═══ Supplied material

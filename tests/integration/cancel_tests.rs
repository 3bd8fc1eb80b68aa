use dff::duplicates::{DuplicateFinder, FinderConfig, ScanStatus};
use dff::progress::ProgressCallback;
use dff::signal::ShutdownHandler;
use std::fs;
use std::sync::atomic::{AtomicUsize, Ordering};
use std::sync::Arc;
use tempfile::tempdir;

/// Requests shutdown once a fixed number of full digests have completed.
struct CancelAfter {
    handler: ShutdownHandler,
    limit: usize,
    completed: AtomicUsize,
}

impl ProgressCallback for CancelAfter {
    fn on_phase_start(&self, _phase: &str, _total: usize) {}
    fn on_progress(&self, _current: usize, _path: &str) {}
    fn on_item_completed(&self, _bytes: u64) {
        if self.completed.fetch_add(1, Ordering::SeqCst) + 1 >= self.limit {
            self.handler.request_shutdown();
        }
    }
    fn on_phase_end(&self, _phase: &str) {}
}

#[test]
fn test_cancel_mid_run_reports_partial_groups() {
    let dir = tempdir().unwrap();
    for i in 1..=5 {
        let content = "x".repeat(i * 10);
        fs::write(dir.path().join(format!("a{i}")), &content).unwrap();
        fs::write(dir.path().join(format!("b{i}")), &content).unwrap();
    }

    let handler = ShutdownHandler::new();
    let callback = Arc::new(CancelAfter {
        handler: handler.clone(),
        limit: 2,
        completed: AtomicUsize::new(0),
    });
    let config = FinderConfig::default()
        .with_cpu_concurrency(1)
        .with_io_concurrency(1)
        .with_shutdown_flag(handler.get_flag())
        .with_progress_callback(callback);

    let report = DuplicateFinder::new(config)
        .find_duplicates(&[dir.path().to_path_buf()])
        .unwrap();

    assert_eq!(report.status, ScanStatus::Cancelled);
    assert!(!report.groups.is_empty());
    assert!(report.groups.len() < 5);
    for group in &report.groups {
        assert_eq!(group.len(), 2);
    }
    // Cancelled reads are not warnings
    assert!(report.summary.warnings.is_empty());
}

#[test]
fn test_cancel_before_start_reports_nothing() {
    let dir = tempdir().unwrap();
    fs::write(dir.path().join("a"), b"same").unwrap();
    fs::write(dir.path().join("b"), b"same").unwrap();
    fs::write(dir.path().join("e1"), b"").unwrap();
    fs::write(dir.path().join("e2"), b"").unwrap();

    let handler = ShutdownHandler::new();
    handler.request_shutdown();
    let config = FinderConfig::default().with_shutdown_flag(handler.get_flag());

    let report = DuplicateFinder::new(config)
        .find_duplicates(&[dir.path().to_path_buf()])
        .unwrap();

    assert!(report.is_cancelled());
    assert!(report.groups.is_empty());
}

#[test]
fn test_reset_handler_allows_next_run() {
    let dir = tempdir().unwrap();
    fs::write(dir.path().join("a"), b"same").unwrap();
    fs::write(dir.path().join("b"), b"same").unwrap();

    let handler = ShutdownHandler::new();
    handler.request_shutdown();
    handler.reset();
    let config = FinderConfig::default().with_shutdown_flag(handler.get_flag());

    let report = DuplicateFinder::new(config)
        .find_duplicates(&[dir.path().to_path_buf()])
        .unwrap();

    assert_eq!(report.status, ScanStatus::Completed);
    assert_eq!(report.groups.len(), 1);
}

══════

Quote all the records. Keep every word exact.

§ Exercise response:
filename tests/integration/cancel_tests.rs
repository 3bd8fc1eb80b68aa
use dff::duplicates::{DuplicateFinder, FinderConfig, ScanStatus};
use dff::progress::ProgressCallback;
use dff::signal::ShutdownHandler;
use std::fs;
use std::sync::atomic::{AtomicUsize, Ordering};
use std::sync::Arc;
use tempfile::tempdir;

/// Requests shutdown once a fixed number of full digests have completed.
struct CancelAfter {
    handler: ShutdownHandler,
    limit: usize,
    completed: AtomicUsize,
}

impl ProgressCallback for CancelAfter {
    fn on_phase_start(&self, _phase: &str, _total: usize) {}
    fn on_progress(&self, _current: usize, _path: &str) {}
    fn on_item_completed(&self, _bytes: u64) {
        if self.completed.fetch_add(1, Ordering::SeqCst) + 1 >= self.limit {
            self.handler.request_shutdown();
        }
    }
    fn on_phase_end(&self, _phase: &str) {}
}

#[test]
fn test_cancel_mid_run_reports_partial_groups() {
    let dir = tempdir().unwrap();
    for i in 1..=5 {
        let content = "x".repeat(i * 10);
        fs::write(dir.path().join(format!("a{i}")), &content).unwrap();
        fs::write(dir.path().join(format!("b{i}")), &content).unwrap();
    }

    let handler = ShutdownHandler::new();
    let callback = Arc::new(CancelAfter {
        handler: handler.clone(),
        limit: 2,
        completed: AtomicUsize::new(0),
    });
    let config = FinderConfig::default()
        .with_cpu_concurrency(1)
        .with_io_concurrency(1)
        .with_shutdown_flag(handler.get_flag())
        .with_progress_callback(callback);

    let report = DuplicateFinder::new(config)
        .find_duplicates(&[dir.path().to_path_buf()])
        .unwrap();

    assert_eq!(report.status, ScanStatus::Cancelled);
    assert!(!report.groups.is_empty());
    assert!(report.groups.len() < 5);
    for group in &report.groups {
        assert_eq!(group.len(), 2);
    }
    // Cancelled reads are not warnings
    assert!(report.summary.warnings.is_empty());
}

#[test]
fn test_cancel_before_start_reports_nothing() {
    let dir = tempdir().unwrap();
    fs::write(dir.path().join("a"), b"same").unwrap();
    fs::write(dir.path().join("b"), b"same").unwrap();
    fs::write(dir.path().join("e1"), b"").unwrap();
    fs::write(dir.path().join("e2"), b"").unwrap();

    let handler = ShutdownHandler::new();
    handler.request_shutdown();
    let config = FinderConfig::default().with_shutdown_flag(handler.get_flag());

    let report = DuplicateFinder::new(config)
        .find_duplicates(&[dir.path().to_path_buf()])
        .unwrap();

    assert!(report.is_cancelled());
    assert!(report.groups.is_empty());
}

#[test]
fn test_reset_handler_allows_next_run() {
    let dir = tempdir().unwrap();
    fs::write(dir.path().join("a"), b"same").unwrap();
    fs::write(dir.path().join("b"), b"same").unwrap();

    let handler = ShutdownHandler::new();
    handler.request_shutdown();
    handler.reset();
    let config = FinderConfig::default().with_shutdown_flag(handler.get_flag());

    let report = DuplicateFinder::new(config)
        .find_duplicates(&[dir.path().to_path_buf()])
        .unwrap();

    assert_eq!(report.status, ScanStatus::Completed);
    assert_eq!(report.groups.len(), 1);
}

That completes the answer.